Your objective:
Below are some records. How many of their lines contain the string "TraceLayer"? Answer with the number alone.

+===+

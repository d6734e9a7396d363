use std::sync::Arc;

use axum::{
    routing::{get, post},
    Router,
};

use crate::features::auth::handlers::auth_handler;
use crate::features::auth::services::AuthService;

/// Public auth routes (no session required)
pub fn public_routes(service: Arc<AuthService>) -> Router {
    Router::new()
        .route("/api/auth/signup", post(auth_handler::signup))
        .route("/api/auth/login", post(auth_handler::login))
        .route("/api/auth/google", get(auth_handler::google_login))
        .route(
            "/api/auth/google/callback",
            get(auth_handler::google_callback),
        )
        .with_state(service)
}

/// Protected auth routes (require a valid session)
pub fn protected_routes(service: Arc<AuthService>) -> Router {
    Router::new()
        .route("/api/auth/me", get(auth_handler::get_me))
        .route("/api/auth/logout", post(auth_handler::logout))
        .route(
            "/api/auth/change-username",
            post(auth_handler::change_username),
        )
        .route(
            "/api/auth/change-password",
            post(auth_handler::change_password),
        )
        .with_state(service)
}
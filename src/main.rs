mod core;
mod features;
mod modules;
mod shared;

use crate::core::config::Config;
use crate::core::openapi::{ApiDoc, SwaggerInfoModifier};
use crate::core::{database, middleware};
use crate::features::auth::clients::GoogleAuthClient;
use crate::features::auth::routes as auth_routes;
use crate::features::auth::services::{AuthService, SessionService};
use crate::features::comments::{routes as comments_routes, CommentService};
use crate::features::files::routes as files_routes;
use crate::features::groups::{routes as groups_routes, GroupService};
use crate::features::posts::{routes as posts_routes, PostService};
use crate::features::users::{routes as users_routes, UserService};
use crate::modules::storage::LocalStore;
use axum::{middleware::from_fn, Router};
use std::sync::Arc;
use tower_http::request_id::{PropagateRequestIdLayer, SetRequestIdLayer};
use tower_http::trace::{DefaultOnRequest, DefaultOnResponse, TraceLayer};
use tracing::Level;
use tracing_subscriber::{layer::SubscriberExt, util::SubscriberInitExt};
use utoipa::Modify;
use utoipa::OpenApi;
use utoipa_swagger_ui::SwaggerUi;

fn main() -> anyhow::Result<()> {
    // Build Tokio runtime with configurable worker threads
    let worker_threads = std::env::var("TOKIO_WORKER_THREADS")
        .ok()
        .and_then(|s| s.parse().ok())
        .unwrap_or_else(|| {
            std::thread::available_parallelism()
                .map(|p| p.get())
                .unwrap_or(4)
        });

    let runtime = tokio::runtime::Builder::new_multi_thread()
        .worker_threads(worker_threads)
        .max_blocking_threads(worker_threads * 4)
        .enable_all()
        .build()?;

    runtime.block_on(async_main(worker_threads))
}

async fn async_main(worker_threads: usize) -> anyhow::Result<()> {
    // Load .env file BEFORE initializing logger so RUST_LOG is available
    let _ = dotenvy::dotenv();

    tracing_subscriber::registry()
        .with(
            tracing_subscriber::EnvFilter::try_from_default_env().unwrap_or_else(|_| "info".into()),
        )
        .with(tracing_subscriber::fmt::layer())
        .init();

    // Load configuration
    let config = Config::from_env().map_err(|e| anyhow::anyhow!(e))?;

    // Log system info
    let available_cpus = std::thread::available_parallelism()
        .map(|p| p.get())
        .unwrap_or(1);
    tracing::info!(
        "System info: available_cpus={}, tokio_worker_threads={}, pid={}",
        available_cpus,
        worker_threads,
        std::process::id()
    );

    tracing::info!("Configuration loaded successfully");

    // Create database connection pool
    let pool = database::create_pool(&config.database).await?;
    tracing::info!("Database connection pool created");

    // Run migrations automatically
    tracing::info!("Running database migrations...");
    sqlx::migrate!("./migrations")
        .run(&pool)
        .await
        .map_err(|e| anyhow::anyhow!("Migration failed: {}", e))?;
    tracing::info!("Database migrations completed successfully");

    // Initialize local file store (creates the directories if missing)
    let store = Arc::new(
        LocalStore::new(&config.storage)
            .map_err(|e| anyhow::anyhow!("Failed to initialize file store: {}", e))?,
    );
    tracing::info!(
        "File store initialized: uploads={}, profile pictures={}",
        config.storage.uploads_dir.display(),
        config.storage.profile_pictures_dir.display()
    );

    // Initialize session service (backs the auth middleware)
    let session_service = Arc::new(SessionService::new(pool.clone(), config.session.ttl_secs));
    tracing::info!("Session service initialized (ttl={}s)", config.session.ttl_secs);

    // Initialize auth service with the Google OAuth client
    let google_client = Arc::new(GoogleAuthClient::new(config.google.clone()));
    let auth_service = Arc::new(AuthService::new(
        pool.clone(),
        Arc::clone(&session_service),
        google_client,
        config.app.frontend_url.clone(),
    ));
    tracing::info!("Auth service initialized (with Google sign-in)");

    // Initialize feature services
    let user_service = Arc::new(UserService::new(pool.clone(), Arc::clone(&store)));
    let group_service = Arc::new(GroupService::new(pool.clone()));
    let post_service = Arc::new(PostService::new(pool.clone(), Arc::clone(&store)));
    let comment_service = Arc::new(CommentService::new(pool.clone()));
    tracing::info!("Feature services initialized");

    // Build application router with dynamic swagger config
    let swagger_modifier = SwaggerInfoModifier {
        title: config.swagger.title.clone(),
        version: config.swagger.version.clone(),
        description: config.swagger.description.clone(),
    };

    let mut openapi = ApiDoc::openapi();
    swagger_modifier.modify(&mut openapi);

    // Build swagger router
    let swagger = if let Some(credentials) = config.swagger.credentials() {
        tracing::info!("Swagger UI basic auth enabled");
        Router::new()
            .merge(SwaggerUi::new("/swagger-ui").url("/api-docs/openapi.json", openapi))
            .layer(from_fn(middleware::basic_auth_middleware(Arc::new(
                credentials,
            ))))
    } else {
        tracing::info!("Swagger UI basic auth disabled (no credentials configured)");
        Router::new().merge(SwaggerUi::new("/swagger-ui").url("/api-docs/openapi.json", openapi))
    };

    // Protected routes (require a valid session)
    let protected_routes = Router::new()
        .merge(auth_routes::protected_routes(Arc::clone(&auth_service)))
        .merge(posts_routes::routes(post_service))
        .merge(comments_routes::routes(comment_service))
        .merge(groups_routes::routes(group_service))
        .merge(users_routes::routes(user_service))
        .merge(files_routes::routes(Arc::clone(&store)))
        .route_layer(axum::middleware::from_fn_with_state(
            session_service.clone(),
            middleware::session_auth_middleware,
        ));

    // Simple health check endpoint (no auth required)
    async fn health_check() -> axum::http::StatusCode {
        axum::http::StatusCode::OK
    }
    let health_route = Router::new().route("/health", axum::routing::get(health_check));

    // Public routes (no auth required)
    let public_routes = auth_routes::public_routes(auth_service);

    let app = Router::new()
        .merge(swagger)
        .merge(protected_routes)
        .merge(public_routes)
        .merge(health_route)
        .layer(middleware::cors_layer(
            config.app.cors_allowed_origins.clone(),
        ))
        // Propagate X-Request-Id to response headers
        .layer(PropagateRequestIdLayer::x_request_id())
        .layer(
            TraceLayer::new_for_http()
                .make_span_with(middleware::MakeSpanWithRequestId)
                .on_request(DefaultOnRequest::new().level(Level::INFO))
                .on_response(DefaultOnResponse::new().level(Level::INFO)),
        )
        // Generate X-Request-Id using UUID v7 (or use client-provided one)
        .layer(SetRequestIdLayer::x_request_id(middleware::MakeRequestUuid));

    // Start server
    let addr = config.app.server_address();
    let socket_addr: std::net::SocketAddr = addr
        .parse()
        .map_err(|e| anyhow::anyhow!("Invalid address: {}", e))?;

    // Use socket2 for TCP listener configuration
    let socket = socket2::Socket::new(
        socket2::Domain::for_address(socket_addr),
        socket2::Type::STREAM,
        Some(socket2::Protocol::TCP),
    )?;

    socket.set_reuse_address(true)?;
    #[cfg(unix)]
    socket.set_reuse_port(true)?;
    socket.set_nodelay(true)?;

    socket.set_recv_buffer_size(256 * 1024)?;
    socket.set_send_buffer_size(256 * 1024)?;

    #[cfg(target_os = "linux")]
    {
        let keepalive = socket2::TcpKeepalive::new()
            .with_time(std::time::Duration::from_secs(60))
            .with_interval(std::time::Duration::from_secs(10))
            .with_retries(3);
        socket.set_tcp_keepalive(&keepalive)?;
    }
    #[cfg(not(target_os = "linux"))]
    {
        let keepalive = socket2::TcpKeepalive::new().with_time(std::time::Duration::from_secs(60));
        socket.set_tcp_keepalive(&keepalive)?;
    }

    socket.set_nonblocking(true)?;
    socket.bind(&socket_addr.into())?;
    socket.listen(65535)?;

    let listener = tokio::net::TcpListener::from_std(socket.into())?;
    tracing::info!("Server listening on {}", format!("http://{}", addr));
    tracing::info!(
        "Swagger UI available at {}",
        format!("http://{}/swagger-ui/", addr)
    );

    axum::serve(listener, app).await?;

    Ok(())
}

+===+

Task response:
2